* Problem to work on
Read through the entries below and copy each line where "dispatches" turns up.

* Material provided
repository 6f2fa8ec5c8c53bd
//! Application configuration structs
//!
//! Loads configuration from environment variables (and a `.env` file when one
//! is present).

use std::env;
use std::path::PathBuf;
use std::time::Duration;

use nano_core::Intents;
use serde::Deserialize;

/// Production REST base
pub const STANDARD_API: &str = "https://api.sgroup.qq.com";
/// Sandbox REST base
pub const SANDBOX_API: &str = "https://sandbox.api.sgroup.qq.com";

/// Main application configuration
#[derive(Debug, Clone)]
pub struct AppConfig {
    pub app: AppSettings,
    pub bot: BotConfig,
    pub gateway: GatewayConfig,
    pub log: LogConfig,
    pub storage: StorageConfig,
}

/// General application settings
#[derive(Debug, Clone)]
pub struct AppSettings {
    pub name: String,
    pub env: Environment,
}

/// Environment type
#[derive(Debug, Clone, Copy, PartialEq, Eq, Deserialize, Default)]
#[serde(rename_all = "lowercase")]
pub enum Environment {
    #[default]
    Development,
    Staging,
    Production,
}

impl Environment {
    #[must_use]
    pub fn is_production(&self) -> bool {
        matches!(self, Self::Production)
    }

    #[must_use]
    pub fn is_development(&self) -> bool {
        matches!(self, Self::Development)
    }
}

/// Bot credentials and identity settings
#[derive(Clone)]
pub struct BotConfig {
    pub app_id: String,
    pub token: String,
    pub secret: String,
    pub super_users: Vec<String>,
    pub intents: Intents,
    pub sandbox: bool,
    pub api_timeout: Duration,
    pub shard_index: u32,
    /// 0 asks the gateway for the recommended shard count
    pub shard_count: u32,
}

impl BotConfig {
    /// Minimal config for the given credentials, everything else defaulted
    pub fn new(app_id: impl Into<String>, token: impl Into<String>) -> Self {
        Self {
            app_id: app_id.into(),
            token: token.into(),
            secret: String::new(),
            super_users: Vec::new(),
            intents: Intents::default(),
            sandbox: false,
            api_timeout: Duration::from_millis(default_api_timeout_ms()),
            shard_index: 0,
            shard_count: 0,
        }
    }

    /// Value of the `Authorization` header: `Bot {app_id}.{token}`
    #[must_use]
    pub fn authorization(&self) -> String {
        format!("Bot {}.{}", self.app_id, self.token)
    }

    /// REST base for the configured environment
    #[must_use]
    pub fn api_base(&self) -> &'static str {
        if self.sandbox {
            SANDBOX_API
        } else {
            STANDARD_API
        }
    }

    #[must_use]
    pub fn is_super_user(&self, user_id: &str) -> bool {
        self.super_users.iter().any(|u| u == user_id)
    }
}

impl std::fmt::Debug for BotConfig {
    fn fmt(&self, f: &mut std::fmt::Formatter<'_>) -> std::fmt::Result {
        f.debug_struct("BotConfig")
            .field("app_id", &self.app_id)
            .field("token", &"<redacted>")
            .field("super_users", &self.super_users)
            .field("intents", &self.intents)
            .field("sandbox", &self.sandbox)
            .field("api_timeout", &self.api_timeout)
            .field("shard_index", &self.shard_index)
            .field("shard_count", &self.shard_count)
            .finish()
    }
}

/// Gateway session timing
#[derive(Debug, Clone)]
pub struct GatewayConfig {
    pub connect_retry_ms: u64,
    pub resume_retry_ms: u64,
    pub heartbeat_poll_ms: u64,
}

impl GatewayConfig {
    #[must_use]
    pub fn connect_retry(&self) -> Duration {
        Duration::from_millis(self.connect_retry_ms)
    }

    #[must_use]
    pub fn resume_retry(&self) -> Duration {
        Duration::from_millis(self.resume_retry_ms)
    }

    #[must_use]
    pub fn heartbeat_poll(&self) -> Duration {
        Duration::from_millis(self.heartbeat_poll_ms)
    }
}

impl Default for GatewayConfig {
    fn default() -> Self {
        Self {
            connect_retry_ms: default_connect_retry_ms(),
            resume_retry_ms: default_resume_retry_ms(),
            heartbeat_poll_ms: default_heartbeat_poll_ms(),
        }
    }
}

/// Logging configuration
#[derive(Debug, Clone)]
pub struct LogConfig {
    pub level: String,
    pub json: bool,
}

/// Per-service data folders
#[derive(Debug, Clone)]
pub struct StorageConfig {
    pub data_dir: PathBuf,
}

// Default value functions
fn default_app_name() -> String {
    "nano-bot".to_string()
}

fn default_api_timeout_ms() -> u64 {
    10_000
}

fn default_connect_retry_ms() -> u64 {
    2_000
}

fn default_resume_retry_ms() -> u64 {
    1_000
}

fn default_heartbeat_poll_ms() -> u64 {
    100
}

fn default_log_level() -> String {
    "info".to_string()
}

fn default_data_dir() -> PathBuf {
    PathBuf::from("data")
}

impl AppConfig {
    /// Load configuration from environment variables
    ///
    /// # Errors
    /// Returns an error if required environment variables are missing
    pub fn from_env() -> Result<Self, ConfigError> {
        // Load .env file if present (ignore errors if not found)
        let _ = dotenvy::dotenv();

        Self::from_lookup(|key| env::var(key).ok())
    }

    /// Build the configuration from an arbitrary key lookup
    pub fn from_lookup<F>(lookup: F) -> Result<Self, ConfigError>
    where
        F: Fn(&str) -> Option<String>,
    {
        let var = |key: &'static str| lookup(key).filter(|v| !v.trim().is_empty());

        let intents = match var("BOT_INTENTS") {
            Some(raw) => raw
                .parse::<Intents>()
                .map_err(|e| ConfigError::InvalidValue("BOT_INTENTS", e.to_string()))?,
            None => Intents::default(),
        };

        Ok(Self {
            app: AppSettings {
                name: var("APP_NAME").unwrap_or_else(default_app_name),
                env: var("APP_ENV")
                    .and_then(|s| match s.to_lowercase().as_str() {
                        "production" => Some(Environment::Production),
                        "staging" => Some(Environment::Staging),
                        "development" => Some(Environment::Development),
                        _ => None,
                    })
                    .unwrap_or_default(),
            },
            bot: BotConfig {
                app_id: var("BOT_APP_ID").ok_or(ConfigError::MissingVar("BOT_APP_ID"))?,
                token: var("BOT_TOKEN").ok_or(ConfigError::MissingVar("BOT_TOKEN"))?,
                secret: var("BOT_SECRET").unwrap_or_default(),
                super_users: var("BOT_SUPER_USERS")
                    .map(|s| {
                        s.split(',')
                            .map(str::trim)
                            .filter(|u| !u.is_empty())
                            .map(String::from)
                            .collect()
                    })
                    .unwrap_or_default(),
                intents,
                sandbox: parse_bool("BOT_SANDBOX", var("BOT_SANDBOX"))?.unwrap_or(false),
                api_timeout: Duration::from_millis(
                    parse_num("BOT_API_TIMEOUT_MS", var("BOT_API_TIMEOUT_MS"))?
                        .unwrap_or_else(default_api_timeout_ms),
                ),
                shard_index: parse_num("BOT_SHARD_INDEX", var("BOT_SHARD_INDEX"))?.unwrap_or(0),
                shard_count: parse_num("BOT_SHARD_COUNT", var("BOT_SHARD_COUNT"))?.unwrap_or(0),
            },
            gateway: GatewayConfig {
                connect_retry_ms: parse_num(
                    "GATEWAY_CONNECT_RETRY_MS",
                    var("GATEWAY_CONNECT_RETRY_MS"),
                )?
                .unwrap_or_else(default_connect_retry_ms),
                resume_retry_ms: parse_num("GATEWAY_RESUME_RETRY_MS", var("GATEWAY_RESUME_RETRY_MS"))?
                    .unwrap_or_else(default_resume_retry_ms),
                heartbeat_poll_ms: parse_num(
                    "GATEWAY_HEARTBEAT_POLL_MS",
                    var("GATEWAY_HEARTBEAT_POLL_MS"),
                )?
                .unwrap_or_else(default_heartbeat_poll_ms),
            },
            log: LogConfig {
                level: var("LOG_LEVEL").unwrap_or_else(default_log_level),
                json: parse_bool("LOG_JSON", var("LOG_JSON"))?.unwrap_or(false),
            },
            storage: StorageConfig {
                data_dir: var("DATA_DIR").map_or_else(default_data_dir, PathBuf::from),
            },
        })
    }
}

fn parse_num<T: std::str::FromStr>(
    key: &'static str,
    raw: Option<String>,
) -> Result<Option<T>, ConfigError> {
    raw.map(|s| {
        s.trim()
            .parse::<T>()
            .map_err(|_| ConfigError::InvalidValue(key, s))
    })
    .transpose()
}

fn parse_bool(key: &'static str, raw: Option<String>) -> Result<Option<bool>, ConfigError> {
    raw.map(|s| match s.trim().to_lowercase().as_str() {
        "1" | "true" | "yes" | "on" => Ok(true),
        "0" | "false" | "no" | "off" => Ok(false),
        _ => Err(ConfigError::InvalidValue(key, s)),
    })
    .transpose()
}

/// Configuration errors
#[derive(Debug, thiserror::Error)]
pub enum ConfigError {
    #[error("Missing required environment variable: {0}")]
    MissingVar(&'static str),

    #[error("Invalid value for {0}: {1}")]
    InvalidValue(&'static str, String),
}
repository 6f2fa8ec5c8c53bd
//! Test fixtures and data generators
//!
//! Provides reusable gateway payloads for integration tests.

use std::sync::atomic::{AtomicU64, Ordering};

use nano_gateway::protocol::{Envelope, HelloPayload, READY_EVENT};
use serde_json::{json, Value};

/// Counter for unique test data
static COUNTER: AtomicU64 = AtomicU64::new(1);

/// Get a unique suffix for test data
pub fn unique_suffix() -> u64 {
    COUNTER.fetch_add(1, Ordering::SeqCst)
}

/// App id every test bot identifies with
pub const APP_ID: &str = "102001";

/// Token every test bot identifies with
pub const TOKEN: &str = "test-token";

/// Id of the bot account announced in READY
pub const BOT_USER_ID: &str = "42";

/// Hello announcing the given heartbeat interval
pub fn hello(interval_ms: u64) -> Envelope {
    Envelope::hello(HelloPayload::with_interval(interval_ms))
}

/// READY dispatch for a fresh session
pub fn ready(session_id: &str, seq: u64) -> Envelope {
    Envelope::dispatch(
        READY_EVENT,
        seq,
        json!({
            "version": 1,
            "session_id": session_id,
            "user": { "id": BOT_USER_ID, "username": "nano", "bot": true },
            "shard": [0, 1],
        }),
    )
}

/// A unique session id
pub fn session_id() -> String {
    format!("session-{}", unique_suffix())
}

/// Body of a guild channel message from user 7
pub fn channel_message(id: &str, content: &str) -> Value {
    json!({
        "id": id,
        "channel_id": "100",
        "guild_id": "200",
        "content": content,
        "author": { "id": "7", "username": "alice" },
    })
}

/// AT_MESSAGE_CREATE mentioning the bot
pub fn at_message(seq: u64, id: &str, text: &str) -> Envelope {
    Envelope::dispatch(
        "AT_MESSAGE_CREATE",
        seq,
        channel_message(id, &format!("<@!{BOT_USER_ID}> {text}")),
    )
}
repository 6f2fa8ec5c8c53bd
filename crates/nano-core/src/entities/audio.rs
//! Audio channel payloads

use serde::{Deserialize, Serialize};

/// Payload of the audio start/finish/on-mic/off-mic dispatches
#[derive(Debug, Clone, Default, PartialEq, Eq, Serialize, Deserialize)]
#[serde(default)]
pub struct AudioAction {
    pub channel_id: String,
    pub guild_id: String,
    pub audio_url: String,
    pub text: String,
}

/// Payload of the audio-or-live channel member enter/exit dispatches
#[derive(Debug, Clone, Default, PartialEq, Eq, Serialize, Deserialize)]
#[serde(default)]
pub struct AudioLiveChannelUsersChange {
    pub guild_id: String,
    pub channel_id: String,
    pub channel_type: i32,
    pub user_id: String,
}
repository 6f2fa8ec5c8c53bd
//! Error types

mod app_error;

pub use app_error::{AppError, AppResult};
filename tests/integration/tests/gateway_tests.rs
//! Gateway Session Integration Tests
//!
//! Each test runs a real session against a fake gateway on a loopback port
//! and a recording OpenApi; nothing leaves the machine.
//!
//! Run with: cargo test -p integration-tests --test gateway_tests

use std::sync::Arc;
use std::time::Duration;

use integration_tests::*;
use nano_gateway::api::ReplyTarget;
use nano_gateway::connection::ConnectionState;
use nano_gateway::protocol::{Envelope, IdentifyPayload, OpCode, ResumePayload};
use nano_gateway::{rules, Engine, Session};
use serde_json::Value;

async fn connected(gateway: &FakeGateway) -> (Arc<Session>, Arc<RecordingApi>, GatewaySocket, String) {
    let api = RecordingApi::new();
    let bot = test_bot(&gateway.url(), Arc::clone(&api)).expect("bot");
    let session = Session::spawn(bot, [0, 1]);

    let mut socket = gateway.accept().await.expect("accept");
    let id = session_id();
    socket.handshake(60_000, &id, 1).await.expect("handshake");
    wait_until(|| session.connection().state() == ConnectionState::Connected)
        .await
        .expect("session never connected");
    (session, api, socket, id)
}

// ============================================================================
// Handshake Tests
// ============================================================================

#[tokio::test]
async fn test_identify_carries_credentials_and_shard() {
    let gateway = FakeGateway::bind().await.unwrap();
    let api = RecordingApi::new();
    let bot = test_bot(&gateway.url(), api).unwrap();
    let session = Session::spawn(Arc::clone(&bot), [0, 1]);

    let mut socket = gateway.accept().await.unwrap();
    let id = session_id();
    let identify = socket.handshake(60_000, &id, 1).await.unwrap();
    let payload: IdentifyPayload = identify.decode().unwrap();

    assert_eq!(payload.token, format!("Bot {APP_ID}.{TOKEN}"));
    assert_eq!(payload.shard, [0, 1]);

    wait_until(|| bot.sessions().contains(&id)).await.unwrap();
    assert_eq!(session.session_id().as_deref(), Some(id.as_str()));
    assert_eq!(session.connection().last_seq(), Some(1));
    assert_eq!(session.at_me(), format!("<@!{BOT_USER_ID}>"));
}

#[tokio::test]
async fn test_heartbeat_carries_last_seq() {
    let gateway = FakeGateway::bind().await.unwrap();
    let api = RecordingApi::new();
    let bot = test_bot(&gateway.url(), api).unwrap();
    let _session = Session::spawn(bot, [0, 1]);

    let mut socket = gateway.accept().await.unwrap();
    socket.handshake(50, &session_id(), 4).await.unwrap();

    // A beat may race the READY; the next one must carry its sequence
    let mut beat = socket.recv_op(OpCode::Heartbeat).await.unwrap();
    if matches!(beat.d, None | Some(Value::Null)) {
        beat = socket.recv_op(OpCode::Heartbeat).await.unwrap();
    }
    assert_eq!(beat.d, Some(Value::from(4)));
}

// ============================================================================
// Dispatch Tests
// ============================================================================

#[tokio::test]
async fn test_mention_reaches_matcher() {
    let gateway = FakeGateway::bind().await.unwrap();
    let (session, api, mut socket, _) = connected(&gateway).await;

    let engine = Engine::new(Arc::clone(session.bot().matchers()));
    engine
        .on_message_full_match("ping", [rules::only_to_me()])
        .handle_owned(|ctx| async move {
            let _ = ctx.send_text("pong").await;
        });

    socket.send(&at_message(2, "m-1", "ping")).await.unwrap();

    let replies = api.wait_for_replies(1).await.unwrap();
    let (target, post) = &replies[0];
    assert_eq!(target, &ReplyTarget::Channel { channel_id: "100".into() });
    assert_eq!(post.content, "pong");
    assert_eq!(post.msg_id.as_deref(), Some("m-1"));
}

#[tokio::test]
async fn test_replayed_seq_is_dropped() {
    let gateway = FakeGateway::bind().await.unwrap();
    let (session, api, mut socket, _) = connected(&gateway).await;

    let engine = Engine::new(Arc::clone(session.bot().matchers()));
    engine
        .on_message_full_match("ping", [rules::only_to_me()])
        .handle_owned(|ctx| async move {
            let _ = ctx.send_text("pong").await;
        });

    socket.send(&at_message(5, "m-1", "ping")).await.unwrap();
    api.wait_for_replies(1).await.unwrap();

    socket.send(&at_message(5, "m-1", "ping")).await.unwrap();
    socket.send(&at_message(3, "m-0", "ping")).await.unwrap();
    tokio::time::sleep(Duration::from_millis(200)).await;

    assert_eq!(api.replies().len(), 1);
    assert_eq!(session.connection().last_seq(), Some(5));
}

// ============================================================================
// Recovery Tests
// ============================================================================

#[tokio::test]
async fn test_dropped_socket_resumes_with_last_seq() {
    let gateway = FakeGateway::bind().await.unwrap();
    let (session, api, mut socket, id) = connected(&gateway).await;

    let engine = Engine::new(Arc::clone(session.bot().matchers()));
    engine
        .on_message_full_match("ping", [rules::only_to_me()])
        .handle_owned(|ctx| async move {
            let _ = ctx.send_text("pong").await;
        });

    socket
        .send(&Envelope::dispatch("GUILD_CREATE", 7, serde_json::json!({ "id": "200" })))
        .await
        .unwrap();
    wait_until(|| session.connection().last_seq() == Some(7)).await.unwrap();
    drop(socket);

    let mut socket = gateway.accept().await.unwrap();
    let resume = socket.recv_op(OpCode::Resume).await.unwrap();
    let payload: ResumePayload = resume.decode().unwrap();

    assert_eq!(payload.session_id, id);
    assert_eq!(payload.seq, 7);
    assert_eq!(payload.token, format!("Bot {APP_ID}.{TOKEN}"));
    wait_until(|| session.bot().sessions().contains(&id)).await.unwrap();

    // The next sequence after the resume is new, the last one is a replay
    socket.send(&at_message(8, "m-8", "ping")).await.unwrap();
    let replies = api.wait_for_replies(1).await.unwrap();
    assert_eq!(replies[0].1.msg_id.as_deref(), Some("m-8"));
    assert_eq!(session.connection().last_seq(), Some(8));

    socket.send(&at_message(7, "m-7", "ping")).await.unwrap();
    tokio::time::sleep(Duration::from_millis(200)).await;
    assert_eq!(api.replies().len(), 1);
    assert_eq!(session.connection().last_seq(), Some(8));
}

#[tokio::test]
async fn test_reconnect_request_identifies_again() {
    let gateway = FakeGateway::bind().await.unwrap();
    let (session, _api, mut socket, first) = connected(&gateway).await;

    socket.send(&Envelope::bare(OpCode::Reconnect)).await.unwrap();

    let mut socket = gateway.accept().await.unwrap();
    let second = session_id();
    let identify = socket.handshake(60_000, &second, 1).await.unwrap();
    assert_eq!(identify.op, OpCode::Identify);

    wait_until(|| session.session_id().as_deref() == Some(second.as_str()))
        .await
        .unwrap();
    wait_until(|| session.bot().sessions().contains(&second)).await.unwrap();
    assert!(!session.bot().sessions().contains(&first));
}

#[tokio::test]
async fn test_failed_dial_is_retried() {
    let gateway = FakeGateway::bind().await.unwrap();
    let api = RecordingApi::new();
    let bot = test_bot(&gateway.url(), api).unwrap();
    let session = Session::spawn(bot, [0, 1]);

    // First attempt never sees a Hello and is dropped
    let first = gateway.accept().await.unwrap();
    drop(first);

    let mut socket = gateway.accept().await.unwrap();
    socket.handshake(60_000, &session_id(), 1).await.unwrap();
    wait_until(|| session.connection().state() == ConnectionState::Connected)
        .await
        .unwrap();
}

* Response to this exercise
/// Payload of the audio start/finish/on-mic/off-mic dispatches
/// Payload of the audio-or-live channel member enter/exit dispatches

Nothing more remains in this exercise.